# UK Birmingham NOV 19TH



## stefanie_farrell (Jan 11, 2005)

chihuahuas coming: Romeo-Pepi-Mini-Jacob-Ruby-Honey-Panda-pop(hopefully)-Minnie-fizzy-kirby-millie- gizzy and kelsey!

Right so I do think Birmingham will be going ahead. Im down those ways anyway so I'll be there defo!

These people said they were/may be coming but may have changed plans so let us know.
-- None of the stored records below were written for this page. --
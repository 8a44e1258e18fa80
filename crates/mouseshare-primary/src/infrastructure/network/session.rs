//! Session transport, primary side.
//!
//! One reliable ordered TCP connection to the secondary, accepted on the
//! session port. The listener sets SO_REUSEADDR; accepted streams get
//! TCP_NODELAY (every event is its own small write and must go out
//! immediately) and OS-level keepalive.
//!
//! The [`SessionHandle`] is the send capability handed to the focus
//! controller: a write half behind its own lock, separate from the topology
//! lock, acquired only for the duration of one send. `send` is best-effort
//! fire-and-forget: any error closes the session, and the accept loop goes
//! back to waiting for the next connection.
//!
//! Application keepalive: when nothing has been sent for the configured
//! interval, a `Keepalive` frame proves to the secondary that the session
//! is alive. The primary's inbound direction normally carries nothing, so
//! liveness toward the secondary is judged by send failures and EOF, not by
//! a receive timeout.

use std::net::SocketAddr;
use std::sync::atomic::{AtomicBool, AtomicU64, AtomicU8, Ordering};
use std::sync::{Arc, Mutex};
use std::time::Duration;

use async_trait::async_trait;
use thiserror::Error;
use tokio::io::{AsyncReadExt, AsyncWriteExt};
use tokio::net::tcp::{OwnedReadHalf, OwnedWriteHalf};
use tokio::net::{TcpListener, TcpSocket, TcpStream};
use tokio::sync::mpsc;
use tracing::{debug, info, warn};

use mouseshare_core::clock;
use mouseshare_core::protocol::codec::{decode_event, encode_event, Decoded, ProtocolError};
use mouseshare_core::protocol::event::Event;
use mouseshare_core::Topology;

use crate::application::share_input::EventSink;

/// Default application keepalive interval.
pub const DEFAULT_KEEPALIVE_INTERVAL_MS: u64 = 5_000;

/// Error type for the session transport.
#[derive(Debug, Error)]
pub enum SessionError {
    #[error("failed to bind session listener on port {port}: {source}")]
    Bind {
        port: u16,
        #[source]
        source: std::io::Error,
    },
    #[error("no open session")]
    Closed,
    #[error("send failed: {0}")]
    Send(std::io::Error),
}

/// Session lifecycle state.
#[derive(Debug, Clone, Copy, PartialEq, Eq)]
#[repr(u8)]
pub enum SessionState {
    Connecting = 0,
    Open = 1,
    Closed = 2,
}

/// Lifecycle notices delivered to the focus task.
#[derive(Debug, Clone, Copy, PartialEq, Eq)]
pub enum SessionNotice {
    Opened { peer: SocketAddr },
    Closed,
}

struct SessionShared {
    writer: tokio::sync::Mutex<Option<OwnedWriteHalf>>,
    state: AtomicU8,
    last_send_ms: AtomicU64,
    last_recv_ms: AtomicU64,
}

/// Cloneable send capability over the one active session.
#[derive(Clone)]
pub struct SessionHandle {
    inner: Arc<SessionShared>,
}

impl SessionHandle {
    pub fn new() -> Self {
        Self {
            inner: Arc::new(SessionShared {
                writer: tokio::sync::Mutex::new(None),
                state: AtomicU8::new(SessionState::Closed as u8),
                last_send_ms: AtomicU64::new(0),
                last_recv_ms: AtomicU64::new(0),
            }),
        }
    }

    pub fn state(&self) -> SessionState {
        match self.inner.state.load(Ordering::Relaxed) {
            0 => SessionState::Connecting,
            1 => SessionState::Open,
            _ => SessionState::Closed,
        }
    }

    pub fn is_open(&self) -> bool {
        self.state() == SessionState::Open
    }

    pub fn last_send_ms(&self) -> u64 {
        self.inner.last_send_ms.load(Ordering::Relaxed)
    }

    pub fn mark_recv(&self) {
        self.inner.last_recv_ms.store(clock::now_ms(), Ordering::Relaxed);
    }

    /// Adopts a freshly accepted connection's write half.
    pub async fn attach(&self, writer: OwnedWriteHalf) {
        let mut guard = self.inner.writer.lock().await;
        *guard = Some(writer);
        let now = clock::now_ms();
        self.inner.last_send_ms.store(now, Ordering::Relaxed);
        self.inner.last_recv_ms.store(now, Ordering::Relaxed);
        self.inner.state.store(SessionState::Open as u8, Ordering::Relaxed);
    }

    /// Sends one frame. Any failure closes the session.
    pub async fn send_event(&self, event: &Event) -> Result<(), SessionError> {
        let frame = encode_event(event, clock::wire_timestamp());
        let mut guard = self.inner.writer.lock().await;
        let Some(writer) = guard.as_mut() else {
            return Err(SessionError::Closed);
        };
        match writer.write_all(&frame).await {
            Ok(()) => {
                self.inner.last_send_ms.store(clock::now_ms(), Ordering::Relaxed);
                Ok(())
            }
            Err(e) => {
                *guard = None;
                self.inner.state.store(SessionState::Closed as u8, Ordering::Relaxed);
                Err(SessionError::Send(e))
            }
        }
    }

    pub async fn close(&self) {
        let mut guard = self.inner.writer.lock().await;
        if let Some(mut writer) = guard.take() {
            let _ = writer.shutdown().await;
        }
        self.inner.state.store(SessionState::Closed as u8, Ordering::Relaxed);
    }
}

impl Default for SessionHandle {
    fn default() -> Self {
        Self::new()
    }
}

#[async_trait]
impl EventSink for SessionHandle {
    fn is_open(&self) -> bool {
        SessionHandle::is_open(self)
    }

    async fn send(&self, event: Event) -> Result<(), String> {
        self.send_event(&event).await.map_err(|e| e.to_string())
    }
}

/// Whether an application keepalive is owed.
pub fn keepalive_due(now_ms: u64, last_send_ms: u64, interval_ms: u64) -> bool {
    now_ms.saturating_sub(last_send_ms) >= interval_ms
}

/// Binds the session listener with SO_REUSEADDR.
///
/// # Errors
///
/// Returns [`SessionError::Bind`] when the port cannot be bound; the caller
/// treats that as fatal.
pub async fn bind_listener(port: u16) -> Result<TcpListener, SessionError> {
    let into_bind = |source| SessionError::Bind { port, source };
    let addr: SocketAddr = format!("0.0.0.0:{port}").parse().expect("valid bind addr");

    let socket = TcpSocket::new_v4().map_err(into_bind)?;
    socket.set_reuseaddr(true).map_err(into_bind)?;
    socket.bind(addr).map_err(into_bind)?;
    let listener = socket.listen(8).map_err(into_bind)?;
    info!("session listener on tcp {addr}");
    Ok(listener)
}

/// Applies the per-stream socket options the transport contract requires.
fn configure_stream(stream: &TcpStream) -> std::io::Result<()> {
    stream.set_nodelay(true)?;
    socket2::SockRef::from(stream).set_keepalive(true)?;
    Ok(())
}

/// Accept loop: adopt one connection at a time, greet it with our screen
/// dimensions, drain its inbound side, and loop back to `accept` after
/// every disconnect.
pub async fn run_accept_loop(
    listener: TcpListener,
    handle: SessionHandle,
    topology: Arc<Mutex<Topology>>,
    notices: mpsc::Sender<SessionNotice>,
    screen: (i32, i32),
    running: Arc<AtomicBool>,
) {
    while running.load(Ordering::Relaxed) {
        let (stream, peer) = match listener.accept().await {
            Ok(pair) => pair,
            Err(e) => {
                warn!("accept failed: {e}");
                continue;
            }
        };

        if let Err(e) = configure_stream(&stream) {
            warn!("failed to set socket options for {peer}: {e}");
        }
        info!("secondary connected from {peer}");

        let (reader, writer) = stream.into_split();
        handle.attach(writer).await;

        let greeting = Event::ScreenInfo { width: screen.0, height: screen.1 };
        if let Err(e) = handle.send_event(&greeting).await {
            warn!("failed to send screen info to {peer}: {e}");
            handle.close().await;
            continue;
        }

        let peer_name = set_peer_connected(&topology, peer, true);
        let _ = notices.send(SessionNotice::Opened { peer }).await;

        drain_inbound(reader, &handle).await;

        handle.close().await;
        if peer_name.is_some() {
            set_peer_connected(&topology, peer, false);
        }
        let _ = notices.send(SessionNotice::Closed).await;
        info!("secondary {peer} disconnected");
    }
}

/// Flags the topology peer matching the connection's address, so the edge
/// state machine knows a flush neighbor is actually reachable.
fn set_peer_connected(
    topology: &Arc<Mutex<Topology>>,
    peer: SocketAddr,
    connected: bool,
) -> Option<String> {
    let mut topo = topology.lock().expect("topology lock poisoned");
    let name = topo
        .peers()
        .find(|p| p.addr == peer.ip() && p.name != topo.local_name())
        .map(|p| p.name.clone());
    match &name {
        Some(name) => {
            topo.set_connected(name, connected);
        }
        None => debug!("no discovered peer at {}; topology unchanged", peer.ip()),
    }
    name
}

/// Reads and discards inbound traffic so connection loss and protocol
/// corruption surface promptly. Returns when the session is over.
async fn drain_inbound(mut reader: OwnedReadHalf, handle: &SessionHandle) {
    let mut buf = Vec::new();
    let mut chunk = [0u8; 1024];

    loop {
        let n = match reader.read(&mut chunk).await {
            Ok(0) => return,
            Ok(n) => n,
            Err(e) => {
                debug!("session read error: {e}");
                return;
            }
        };
        buf.extend_from_slice(&chunk[..n]);
        handle.mark_recv();

        loop {
            match decode_event(&buf) {
                Ok((decoded, used)) => {
                    if let Decoded::Unknown { event_type } = decoded {
                        debug!("ignoring unknown frame type {event_type}");
                    }
                    buf.drain(..used);
                }
                Err(ProtocolError::Truncated { .. }) => break,
                Err(e) => {
                    // Protocol corruption; no resync attempt.
                    warn!("malformed inbound frame ({e}); closing session");
                    return;
                }
            }
        }
    }
}

/// Emits a `Keepalive` whenever the outbound side has been quiet for
/// `interval_ms` while the session is open.
pub async fn run_keepalive(handle: SessionHandle, interval_ms: u64, running: Arc<AtomicBool>) {
    let mut tick = tokio::time::interval(Duration::from_millis((interval_ms / 4).clamp(50, 1000)));
    tick.set_missed_tick_behavior(tokio::time::MissedTickBehavior::Delay);

    loop {
        tick.tick().await;
        if !running.load(Ordering::Relaxed) {
            return;
        }
        if handle.is_open() && keepalive_due(clock::now_ms(), handle.last_send_ms(), interval_ms) {
            if let Err(e) = handle.send_event(&Event::Keepalive).await {
                debug!("keepalive send failed: {e}");
            }
        }
    }
}

// ── Tests ─────────────────────────────────────────────────────────────────────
imafairy bringing jack chico bella lottie and lulu 
MRCHI bringing Winston 
Anne bringing mouse 
Kelly bringing millie 
kat bringing gizzy 


I dont think it will be as big as Surrey but its still worth going  

Its still being held at Cannon Hill Park which you get the no.1 (not hard to remember) yep the number 1 bus from the city centre to Edgbaston Road ... (for those who are getting trains to the centre then will take bus!)
Im sure you catch bus number 1 outside five ways shopping centre (about 5 minute walk from the train station) and then goes on to Edgbaston road.  

sara i dunno if this helps you but.... FROM M6
Leave at Junction 6, follow signs for "A38(M) City Centre" and then "A38 South West" through Queensway Tunnel, turn left at 1st set of traffic lights and then right at the roundabout onto the A441 (Pershore Road).


Large car Park off Edgbaston Rd, opposite the County Cricket Ground near Midlands Art Centre (MAC). Small car park off Russell Road. 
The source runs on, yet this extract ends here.